Even before the emergence of COVID-19, it had been predicted that remote work (telework) would expand to include the majority of the U.S. workforce before the end of the 2020s.
Of course, no one predicted the transformation would happen within months, not years.
According to Pew Research, before 2020, only about 7% of workers could telecommute — mostly affluent professionals. Some young, usually single workers also cobbled together gigs and improvised projects to earn enough money to survive in places like Bali, Vietnam, or Hungary.
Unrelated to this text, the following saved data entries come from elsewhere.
//! Category x direction crossing totals.
//!
//! `CounterStore` is shared between the worker (which applies events) and
//! the presentation side (which reads snapshots and may reset). Every
//! operation takes the same lock, so a reader never sees half of a frame's
//! events.

use std::collections::BTreeMap;
use std::sync::{Mutex, MutexGuard};

use serde::Serialize;

use crate::{CrossingEvent, Direction};

/// Crossing counts for one category, or for the whole session.
#[derive(Clone, Copy, Debug, Default, PartialEq, Eq, Serialize)]
pub struct DirectionCounts {
    pub left_to_right: u64,
    pub right_to_left: u64,
}

impl DirectionCounts {
    pub fn total(&self) -> u64 {
        self.left_to_right + self.right_to_left
    }

    pub fn get(&self, direction: Direction) -> u64 {
        match direction {
            Direction::LeftToRight => self.left_to_right,
            Direction::RightToLeft => self.right_to_left,
        }
    }

    fn increment(&mut self, direction: Direction) {
        match direction {
            Direction::LeftToRight => self.left_to_right += 1,
            Direction::RightToLeft => self.right_to_left += 1,
        }
    }

    fn add(&mut self, other: &DirectionCounts) {
        self.left_to_right += other.left_to_right;
        self.right_to_left += other.right_to_left;
    }
}

/// Independent copy of the counters at one instant.
#[derive(Clone, Debug, Default, PartialEq, Eq, Serialize)]
pub struct CounterSnapshot {
    pub categories: BTreeMap<String, DirectionCounts>,
}

impl CounterSnapshot {
    /// Counts for `category`, zero when nothing has crossed yet.
    pub fn get(&self, category: &str) -> DirectionCounts {
        self.categories.get(category).copied().unwrap_or_default()
    }

    /// Session totals per direction across all categories.
    pub fn totals(&self) -> DirectionCounts {
        let mut totals = DirectionCounts::default();
        for counts in self.categories.values() {
            totals.add(counts);
        }
        totals
    }

    pub fn total(&self) -> u64 {
        self.totals().total()
    }

    pub fn is_empty(&self) -> bool {
        self.categories.is_empty()
    }
}

/// One applied event with the counts as they stood right after it.
#[derive(Clone, Debug, PartialEq, Eq, Serialize)]
pub struct CrossingTally {
    pub event: CrossingEvent,
    /// Counts of the event's category.
    pub category: DirectionCounts,
    /// Session totals across all categories.
    pub session: DirectionCounts,
}

#[derive(Default)]
struct Counts {
    categories: BTreeMap<String, DirectionCounts>,
    session: DirectionCounts,
}

#[derive(Default)]
pub struct CounterStore {
    inner: Mutex<Counts>,
}

impl CounterStore {
    pub fn new() -> Self {
        Self::default()
    }

    /// Apply a frame's events under a single lock acquisition.
    pub fn apply(&self, events: &[CrossingEvent]) -> Vec<CrossingTally> {
        if events.is_empty() {
            return Vec::new();
        }
        let mut counts = self.lock();
        let mut tallies = Vec::with_capacity(events.len());
        for event in events {
            let category = {
                let entry = counts.categories.entry(event.category.clone()).or_default();
                entry.increment(event.direction);
                *entry
            };
            counts.session.increment(event.direction);
            tallies.push(CrossingTally {
                event: event.clone(),
                category,
                session: counts.session,
            });
        }
        tallies
    }

    pub fn snapshot(&self) -> CounterSnapshot {
        let counts = self.lock();
        CounterSnapshot {
            categories: counts.categories.clone(),
        }
    }

    /// Counts for a single category.
    pub fn category(&self, category: &str) -> DirectionCounts {
        self.lock()
            .categories
            .get(category)
            .copied()
            .unwrap_or_default()
    }

    pub fn totals(&self) -> DirectionCounts {
        self.lock().session
    }

    /// Zero every category and direction.
    pub fn reset(&self) {
        let mut counts = self.lock();
        *counts = Counts::default();
        log::info!("counters reset");
    }

    // Counts are plain integers; a panic while holding the lock cannot leave
    // them half-updated in a way that matters, so poisoning is ignored.
    fn lock(&self) -> MutexGuard<'_, Counts> {
        self.inner
            .lock()
            .unwrap_or_else(|poisoned| poisoned.into_inner())
    }
}
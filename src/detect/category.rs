use std::collections::HashMap;

use anyhow::{anyhow, Result};
use serde::{Deserialize, Serialize};

/// Bucket for detector labels that are not part of the configured category set.
pub const UNMAPPED_CATEGORY: &str = "unmapped";

/// What to do with a detection whose label is not in the configured set.
#[derive(Clone, Copy, Debug, Default, PartialEq, Eq, Serialize, Deserialize)]
#[serde(rename_all = "snake_case")]
pub enum UnmappedPolicy {
    /// Count it under [`UNMAPPED_CATEGORY`].
    #[default]
    Bucket,
    /// Skip it and log a warning.
    Drop,
}

/// One counted category with its human-readable name and detector aliases.
#[derive(Clone, Debug, PartialEq, Eq, Serialize, Deserialize)]
pub struct CategorySpec {
    pub name: String,
    #[serde(default)]
    pub display_name: Option<String>,
    #[serde(default)]
    pub aliases: Vec<String>,
}

impl CategorySpec {
    pub fn new(name: &str, display_name: &str, aliases: &[&str]) -> Self {
        Self {
            name: name.to_string(),
            display_name: Some(display_name.to_string()),
            aliases: aliases.iter().map(|a| a.to_string()).collect(),
        }
    }
}

/// Configured category set.
///
/// Resolves raw detector labels (`person`, `bike`, ...) to canonical category
/// names. Matching is case-insensitive. An empty map accepts every label as-is.
#[derive(Clone, Debug, Default)]
pub struct CategoryMap {
    specs: Vec<CategorySpec>,
    lookup: HashMap<String, usize>,
}

impl CategoryMap {
    pub fn new(mut specs: Vec<CategorySpec>) -> Result<Self> {
        for spec in &mut specs {
            spec.name = spec.name.trim().to_string();
            for alias in &mut spec.aliases {
                *alias = alias.trim().to_string();
            }
        }
        let mut lookup = HashMap::new();
        for (idx, spec) in specs.iter().enumerate() {
            let name = spec.name.as_str();
            if name.is_empty() {
                return Err(anyhow!("category name must not be empty"));
            }
            if name.eq_ignore_ascii_case(UNMAPPED_CATEGORY) {
                return Err(anyhow!("category name '{}' is reserved", UNMAPPED_CATEGORY));
            }
            for label in std::iter::once(name).chain(spec.aliases.iter().map(String::as_str)) {
                if label.is_empty() {
                    continue;
                }
                if let Some(prev) = lookup.insert(label.to_lowercase(), idx) {
                    if prev != idx {
                        return Err(anyhow!(
                            "label '{}' maps to both '{}' and '{}'",
                            label,
                            specs[prev].name,
                            spec.name
                        ));
                    }
                }
            }
        }
        Ok(Self { specs, lookup })
    }

    /// Map that accepts any label unchanged.
    pub fn permissive() -> Self {
        Self::default()
    }

    /// Pedestrian and personal-mobility categories with common COCO-style aliases.
    pub fn default_set() -> Self {
        let specs = default_specs();
        let lookup = specs
            .iter()
            .enumerate()
            .flat_map(|(idx, spec)| {
                std::iter::once(spec.name.to_lowercase())
                    .chain(spec.aliases.iter().map(|a| a.to_lowercase()))
                    .map(move |label| (label, idx))
            })
            .collect();
        Self { specs, lookup }
    }

    pub fn is_empty(&self) -> bool {
        self.specs.is_empty()
    }

    /// Canonical name for a raw label, or `None` when the label is not configured.
    /// A permissive map returns the label itself.
    pub fn resolve<'a>(&'a self, label: &'a str) -> Option<&'a str> {
        if self.is_empty() {
            return Some(label.trim());
        }
        self.lookup
            .get(&label.trim().to_lowercase())
            .map(|&idx| self.specs[idx].name.as_str())
    }

    /// Human-readable name, falling back to the canonical name.
    pub fn display_name<'a>(&'a self, name: &'a str) -> &'a str {
        self.specs
            .iter()
            .find(|spec| spec.name == name)
            .and_then(|spec| spec.display_name.as_deref())
            .unwrap_or(name)
    }

    pub fn names(&self) -> impl Iterator<Item = &str> {
        self.specs.iter().map(|spec| spec.name.as_str())
    }

    pub fn specs(&self) -> &[CategorySpec] {
        &self.specs
    }
}

pub fn default_specs() -> Vec<CategorySpec> {
    vec![
        CategorySpec::new("adult", "Adults", &["person", "pedestrian"]),
        CategorySpec::new("child", "Children", &["children"]),
        CategorySpec::new("bicycle", "Bicycles", &["bike"]),
        CategorySpec::new("wheelchair", "Wheelchairs", &[]),
        CategorySpec::new(
            "reduced_mobility",
            "Reduced mobility",
            &["mobility aid", "walker", "crutches"],
        ),
    ]
}
//! Persistence thread.
//!
//! Crossing records, snapshots and summaries are written here, off the
//! pipeline worker. `PersistenceHandle` only enqueues, so a slow disk delays
//! files, never counting. Write failures are logged and counted; they do not
//! stop the thread.

use std::path::PathBuf;
use std::sync::mpsc::{self, Receiver, Sender};
use std::thread::JoinHandle;

use anyhow::{anyhow, Context, Result};
use chrono::{DateTime, Local};
use serde::Serialize;

use crate::counter::{CounterSnapshot, CrossingTally};
use crate::pipeline::{CrossingHandler, SnapshotSink};
use crate::sink::csv_log::{CrossingRecord, RecordLog, Summary};
use crate::sink::session::{Location, Session};
use crate::sink::snapshot_store::save_jpeg;
use crate::snapshot::SaveRequest;

#[derive(Clone, Debug)]
pub struct PersistenceConfig {
    pub data_dir: PathBuf,
    pub location: Location,
    /// Categories listed in summaries even when nothing crossed.
    pub categories: Vec<String>,
}

#[derive(Clone, Copy, Debug, Default, PartialEq, Eq, Serialize)]
pub struct PersistenceStats {
    pub records_written: u64,
    pub snapshots_written: u64,
    pub summaries_written: u64,
    pub sessions_opened: u64,
    pub write_errors: u64,
}

enum Job {
    Crossings(Vec<CrossingTally>, DateTime<Local>),
    Snapshot(SaveRequest),
    Summary {
        counts: CounterSnapshot,
        path: Option<PathBuf>,
        reply: Sender<Result<PathBuf>>,
    },
    Location(Location),
    Flush(Sender<PersistenceStats>),
    Shutdown,
}

/// Owner of the persistence thread.
pub struct Persistence {
    tx: Sender<Job>,
    join: Option<JoinHandle<PersistenceStats>>,
}

impl Persistence {
    /// Open the first session folder and start the thread. Fails if the data
    /// directory cannot be created.
    pub fn spawn(cfg: PersistenceConfig) -> Result<Self> {
        let writer = Writer::open(cfg, Local::now())?;
        let (tx, rx) = mpsc::channel();
        let join = std::thread::Builder::new()
            .name("crossing-persistence".into())
            .spawn(move || writer.run(rx))?;
        Ok(Self {
            tx,
            join: Some(join),
        })
    }

    pub fn handle(&self) -> PersistenceHandle {
        PersistenceHandle {
            tx: self.tx.clone(),
        }
    }

    /// Finish every queued job, then stop the thread.
    pub fn stop(mut self) -> Result<PersistenceStats> {
        let _ = self.tx.send(Job::Shutdown);
        match self.join.take() {
            Some(join) => join
                .join()
                .map_err(|_| anyhow!("persistence thread panicked")),
            None => Err(anyhow!("persistence thread already joined")),
        }
    }
}

impl Drop for Persistence {
    fn drop(&mut self) {
        if let Some(join) = self.join.take() {
            let _ = self.tx.send(Job::Shutdown);
            if join.join().is_err() {
                log::error!("persistence thread panicked");
            }
        }
    }
}

/// Cloneable producer side. Every method returns immediately except
/// `export_summary` and `flush`, which wait for the thread.
#[derive(Clone)]
pub struct PersistenceHandle {
    tx: Sender<Job>,
}

impl PersistenceHandle {
    fn send(&self, job: Job) {
        if self.tx.send(job).is_err() {
            log::error!("persistence thread is gone; dropping write");
        }
    }

    pub fn record(&self, tallies: &[CrossingTally]) {
        if !tallies.is_empty() {
            self.send(Job::Crossings(tallies.to_vec(), Local::now()));
        }
    }

    pub fn save_snapshot(&self, request: SaveRequest) {
        self.send(Job::Snapshot(request));
    }

    /// Move the session to a new location. A new folder is opened if the
    /// name changed or a coordinate moved by more than 0.001 degrees.
    pub fn set_location(&self, location: Location) {
        self.send(Job::Location(location));
    }

    /// Write a summary of `counts` and return its path. Without `path` the
    /// file goes into the current session folder.
    pub fn export_summary(&self, counts: CounterSnapshot, path: Option<PathBuf>) -> Result<PathBuf> {
        let (reply, rx) = mpsc::channel();
        self.tx
            .send(Job::Summary {
                counts,
                path,
                reply,
            })
            .map_err(|_| anyhow!("persistence thread is gone"))?;
        rx.recv()
            .context("persistence thread exited before writing the summary")?
    }

    /// Wait until every job queued before this call is done.
    pub fn flush(&self) -> Result<PersistenceStats> {
        let (reply, rx) = mpsc::channel();
        self.tx
            .send(Job::Flush(reply))
            .map_err(|_| anyhow!("persistence thread is gone"))?;
        rx.recv().context("persistence thread exited during flush")
    }
}

impl CrossingHandler for PersistenceHandle {
    fn on_crossings(&mut self, tallies: &[CrossingTally]) {
        self.record(tallies);
    }
}

impl SnapshotSink for PersistenceHandle {
    fn submit(&mut self, request: SaveRequest) {
        self.save_snapshot(request);
    }
}

// ----------------------------------------------------------------------------
// Writer (persistence thread state)
// ----------------------------------------------------------------------------

struct Writer {
    cfg: PersistenceConfig,
    session: Session,
    records: RecordLog,
    stats: PersistenceStats,
}

impl Writer {
    fn open(cfg: PersistenceConfig, now: DateTime<Local>) -> Result<Self> {
        std::fs::create_dir_all(&cfg.data_dir)
            .with_context(|| format!("create data dir {}", cfg.data_dir.display()))?;
        let session = Session::open(&cfg.data_dir, cfg.location.clone(), now)?;
        let records = RecordLog::open(session.records_path())?;
        Ok(Self {
            cfg,
            session,
            records,
            stats: PersistenceStats {
                sessions_opened: 1,
                ..PersistenceStats::default()
            },
        })
    }

    fn run(mut self, rx: Receiver<Job>) -> PersistenceStats {
        while let Ok(job) = rx.recv() {
            match job {
                Job::Crossings(tallies, at) => {
                    let result = self.write_crossings(&tallies, at);
                    self.check(result, "write crossing records");
                }
                Job::Snapshot(request) => {
                    let result = self.write_snapshot(request);
                    self.check(result, "write snapshot");
                }
                Job::Summary {
                    counts,
                    path,
                    reply,
                } => {
                    let result = self.write_summary(&counts, path);
                    if let Err(err) = &result {
                        self.stats.write_errors += 1;
                        log::error!("write summary: {:#}", err);
                    }
                    let _ = reply.send(result);
                }
                Job::Location(location) => {
                    self.cfg.location = location;
                    let result = self.roll_session(Local::now());
                    self.check(result, "switch session folder");
                }
                Job::Flush(reply) => {
                    let _ = reply.send(self.stats);
                }
                Job::Shutdown => break,
            }
        }
        log::info!(
            "persistence stopped: {} records, {} snapshots, {} errors",
            self.stats.records_written,
            self.stats.snapshots_written,
            self.stats.write_errors
        );
        self.stats
    }

    fn check<T>(&mut self, result: Result<T>, what: &str) {
        if let Err(err) = result {
            self.stats.write_errors += 1;
            log::error!("{}: {:#}", what, err);
        }
    }

    /// Open a new session folder if the date or the location changed.
    fn roll_session(&mut self, now: DateTime<Local>) -> Result<()> {
        if !self.session.is_stale(now, &self.cfg.location) {
            return Ok(());
        }
        let session = Session::open(&self.cfg.data_dir, self.cfg.location.clone(), now)?;
        self.records = RecordLog::open(session.records_path())?;
        self.session = session;
        self.stats.sessions_opened += 1;
        Ok(())
    }

    fn write_crossings(&mut self, tallies: &[CrossingTally], at: DateTime<Local>) -> Result<()> {
        self.roll_session(at)?;
        let location = self.session.location();
        let records: Vec<_> = tallies
            .iter()
            .map(|tally| CrossingRecord::from_tally(tally, location, at))
            .collect();
        self.records.append(&records)?;
        self.stats.records_written += records.len() as u64;
        Ok(())
    }

    fn write_snapshot(&mut self, request: SaveRequest) -> Result<PathBuf> {
        self.roll_session(request.timestamp)?;
        let saved = save_jpeg(
            &request.frame,
            self.session.snapshot_dir(),
            &request.prefix,
            request.timestamp,
        );
        // Releases the scheduler's in-flight slot, written or not.
        drop(request);
        let path = saved?;
        self.stats.snapshots_written += 1;
        Ok(path)
    }

    fn write_summary(&mut self, counts: &CounterSnapshot, path: Option<PathBuf>) -> Result<PathBuf> {
        let at = Local::now();
        self.roll_session(at)?;
        let path = path.unwrap_or_else(|| {
            self.session
                .folder()
                .join(format!("resumen_{}.csv", at.format("%H%M%S")))
        });
        let session_id = self.session.id();
        Summary {
            counts,
            categories: &self.cfg.categories,
            location: self.session.location(),
            session_id: &session_id,
            at,
        }
        .write(&path)?;
        self.stats.summaries_written += 1;
        Ok(path)
    }
}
However, now many middle class workers in traditional professions find themselves with this newfound flexibility. They no longer have the same obligations to make the grueling commute into the city, or to maintain a Groundhog Day-style existence in suburbia.
#1 - Amazing Culture
For an American or European, Guatemala offers the perfect combination of the exotic and the familiar, the old and the new. Indeed, just as Guatemala’s high-altitude arabica coffee offers complex notes and deep-body taste, so too its unique blend of New World and Old World has produced a distinctive experience not available anywhere else.
Mayan villages surrounding pictoresque, volcano-ringed Lake Atitlán; colorful colonial avenues in Antigua Guatemala; and the thriving, cosmopolitan metropolis of Guatemala City illustrate the wide variety of experiences in this most-populous of Central American countries.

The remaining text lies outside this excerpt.